((
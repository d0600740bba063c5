//! 1-to-1 call signaling overlay.
//!
//! Grounded directly on `server/src/voice/call.rs`'s `CallState::apply`
//! state machine: a `match (self, event)` that returns `Result<Self, _>`,
//! rejects any transition once `Ended`, and rejects any transition the
//! matrix doesn't name. The teacher's event-sourced `Started`/`Joined`/
//! `Left`/`Declined`/`Ended` shape is adapted to spec.md §3's simpler
//! pending/accepted/rejected/ended overlay (no multi-party ringing).

use std::collections::HashMap;

use chrono::{DateTime, Utc};
use serde_json::Value;
use thiserror::Error;

/// Terminal-state or invalid-transition rejection from [`CallInfo::apply`].
#[derive(Debug, Error, PartialEq, Eq)]
pub enum CallStateError {
    #[error("call already ended")]
    CallAlreadyEnded,
    #[error("invalid call transition: {from:?} + {event:?}")]
    InvalidTransition { from: CallState, event: CallEvent },
}

/// The call's state tag (spec.md §3).
#[derive(Debug, Clone, Copy, PartialEq, Eq)]
pub enum CallState {
    Pending,
    Accepted,
    Rejected,
    Ended,
}

/// An event driving a [`CallInfo`] transition.
#[derive(Debug, Clone, PartialEq, Eq)]
pub enum CallEvent {
    Accept,
    Reject { reason: Option<String> },
    End,
}

/// 1-to-1 call signaling record. Immutable once `state == Ended` (spec.md §3).
#[derive(Debug, Clone)]
pub struct CallInfo {
    pub call_id: String,
    pub caller_sid: String,
    pub target_sid: String,
    pub metadata: HashMap<String, Value>,
    pub state: CallState,
    pub start_time: DateTime<Utc>,
    pub end_time: Option<DateTime<Utc>>,
}

impl CallInfo {
    /// Construct a new call in `Pending` state (spec.md §4.4, `call_received`).
    #[must_use]
    pub fn new_pending(
        call_id: impl Into<String>,
        caller_sid: impl Into<String>,
        target_sid: impl Into<String>,
        metadata: HashMap<String, Value>,
        now: DateTime<Utc>,
    ) -> Self {
        Self {
            call_id: call_id.into(),
            caller_sid: caller_sid.into(),
            target_sid: target_sid.into(),
            metadata,
            state: CallState::Pending,
            start_time: now,
            end_time: None,
        }
    }

    /// Construct a `CallInfo` directly in a given state, for handlers that
    /// assemble a fresh record rather than transition an existing one
    /// (spec.md §4.4's `call_accepted`/`call_rejected` entries build the
    /// record in its target state outright).
    #[must_use]
    pub fn new(
        call_id: impl Into<String>,
        caller_sid: impl Into<String>,
        target_sid: impl Into<String>,
        metadata: HashMap<String, Value>,
        state: CallState,
        start_time: DateTime<Utc>,
        end_time: Option<DateTime<Utc>>,
    ) -> Self {
        Self {
            call_id: call_id.into(),
            caller_sid: caller_sid.into(),
            target_sid: target_sid.into(),
            metadata,
            state,
            start_time,
            end_time,
        }
    }

    #[must_use]
    pub const fn is_terminal(&self) -> bool {
        matches!(self.state, CallState::Ended)
    }

    /// Apply an event, producing the next `CallInfo` or rejecting the
    /// transition. Mirrors the teacher's `CallState::apply(self, event) ->
    /// Result<Self, CallStateError>` — terminal states are immutable, and
    /// any (state, event) pair not named below is an error rather than a
    /// silent no-op.
    pub fn apply(self, now: DateTime<Utc>, event: CallEvent) -> Result<Self, CallStateError> {
        match (self.state, &event) {
            (CallState::Ended, _) => Err(CallStateError::CallAlreadyEnded),
            (CallState::Pending, CallEvent::Accept) => Ok(Self {
                state: CallState::Accepted,
                start_time: now,
                ..self
            }),
            (CallState::Pending, CallEvent::Reject { reason }) => {
                let call_id = self.call_id;
                let caller_sid = self.caller_sid;
                let target_sid = self.target_sid;
                let mut metadata = self.metadata;
                if let Some(reason) = reason {
                    metadata.insert("reason".to_string(), Value::from(reason.clone()));
                }
                Ok(Self {
                    call_id,
                    caller_sid,
                    target_sid,
                    metadata,
                    state: CallState::Rejected,
                    start_time: now,
                    end_time: Some(now),
                })
            }
            (CallState::Pending | CallState::Accepted, CallEvent::End) => Ok(Self {
                state: CallState::Ended,
                end_time: Some(now),
                ..self
            }),
            (from, event) => Err(CallStateError::InvalidTransition {
                from,
                event: event.clone(),
            }),
        }
    }
}

#[cfg(test)]
mod tests {
    use super::*;

    fn now() -> DateTime<Utc> {
        DateTime::parse_from_rfc3339("2026-01-01T00:00:00Z")
            .unwrap()
            .with_timezone(&Utc)
    }

    fn pending() -> CallInfo {
        CallInfo::new_pending("c1", "A", "B", HashMap::new(), now())
    }

    #[test]
    fn pending_accept_transitions_to_accepted() {
        let call = pending().apply(now(), CallEvent::Accept).unwrap();
        assert_eq!(call.state, CallState::Accepted);
    }

    #[test]
    fn pending_reject_carries_reason_into_metadata() {
        let call = pending()
            .apply(now(), CallEvent::Reject { reason: Some("busy".into()) })
            .unwrap();
        assert_eq!(call.state, CallState::Rejected);
        assert_eq!(call.metadata.get("reason").unwrap(), "busy");
        assert!(call.end_time.is_some());
    }

    #[test]
    fn accepted_end_transitions_to_ended() {
        let call = pending().apply(now(), CallEvent::Accept).unwrap();
        let ended = call.apply(now(), CallEvent::End).unwrap();
        assert_eq!(ended.state, CallState::Ended);
        assert!(ended.is_terminal());
    }

    #[test]
    fn ended_is_immutable() {
        let call = pending()
            .apply(now(), CallEvent::Accept)
            .unwrap()
            .apply(now(), CallEvent::End)
            .unwrap();
        let result = call.apply(now(), CallEvent::Accept);
        assert_eq!(result.unwrap_err(), CallStateError::CallAlreadyEnded);
    }

    #[test]
    fn rejected_cannot_be_accepted() {
        let call = pending()
            .apply(now(), CallEvent::Reject { reason: None })
            .unwrap();
        let result = call.apply(now(), CallEvent::Accept);
        assert!(matches!(result, Err(CallStateError::InvalidTransition { .. })));
    }
}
))
▶ _Problem statement_
Transcribe the entries above word for word, from the first line through the line containing "matrix doesn't name.", and nothing else.

▶ _Written answer_
repository d0600740bba063c5
//! 1-to-1 call signaling overlay.
//!
//! Grounded directly on `server/src/voice/call.rs`'s `CallState::apply`
//! state machine: a `match (self, event)` that returns `Result<Self, _>`,
//! rejects any transition once `Ended`, and rejects any transition the
//! matrix doesn't name. The teacher's event-sourced `Started`/`Joined`/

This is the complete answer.